Son of Alcherio da Vimercate, nephew of Teudaldo, Pinamonte first appears in historical sources in 1171-1172, when he held the position of consul of Milan (and again in 1183). During this period, Milan was recovering after the destruction caused by Emperor Frederick Barbarossa in 1162, and Pinamonte played a prominent role in the city's reconstruction. His name is recorded on a plaque that commemorates the rebuilding of Milan’s walls, a symbol of Milan’s rebirth. The reconstruction of the walls was not only a defensive work but also a sign of the city’s renewed strength and its political and commercial revival in northern Italy.
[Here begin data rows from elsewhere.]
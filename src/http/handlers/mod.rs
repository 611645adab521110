//! Request handlers.
//!
//! # Routes
//! - `/healthz`           → healthz.rs
//! - `/todos`             → todo.rs (behind the full interceptor pipeline)
//! - `/do-panic`          → fault.rs (behind Recovery only)
//! - `/graceful-shutdown` → fault.rs (delayed answer for drain testing)

pub mod fault;
pub mod healthz;
pub mod todo;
=== Role in the Lombard League ===
Pinamonte distinguished himself for his contribution to the founding of the Lombard League, a coalition of Italian cities formed to oppose the imperialism of Frederick Barbarossa. In 1158, he fought alongside his father Alcherio da Vimercate against the German forces at Cassano d'Adda, and tradition places him among the main speakers at the Oath of Pontida in 1167. It is said that his speech inspired the representatives of the Lombard cities to create the League, making him one of the founding fathers of this movement.

Although the historicity of the Pontida meeting has been questioned by modern historiography, which considers it more likely that the League arose in municipal and public venues, it is certain that Pinamonte was a key figure in the process of association among the Lombard cities. His commitment to the unity of the cities against the Empire made him one of the main actors in the political events of the time.

=== Diplomatic activity ===
In 1177, Pinamonte was elected podestà of Bologna and among the "rectores Lombardiae," a position that placed him at the head of other cities in Lombardy. His influence continued to grow, and in 1183 he was one of the signatories of the Treaty of Constance, which established peace between the Emperor and the Italian communes. Pinamonte represented the Comune of Milan and was among those who strongly defended the city's rights during the negotiations.

Pinamonte’s importance is also reflected in 1185, when he took part in the meeting with Frederick Barbarossa in Reggio Emilia, where, together with other Milanese consuls, he swore loyalty to him.

== Bibliography ==

- Cazzani, E. (1975). Storia di Vimercate. Vimercate: Penati.
- Riboldi, E. (1901). Pinamonte da Vimercate. Vimercate: Stucchi.
- Rotondi, G. (1894). Inizio della grande lega lombarda. Archivio storico lombardo, s. 3ª, II.
- Giulini, G. Storia diplomatica della lega lombarda.
- Alessandro Visconti, PINAMONTE da Vimercate, in Enciclopedia Italiana, Istituto dell'Enciclopedia Italiana, 1935.
- Pinamónte da Vimercate, su sapere.it, De Agostini.
- Maddalena Moglia, VIMERCATI, Pinamonte, in Dizionario biografico degli italiani, vol. 99, Istituto dell'Enciclopedia Italiana, 2020.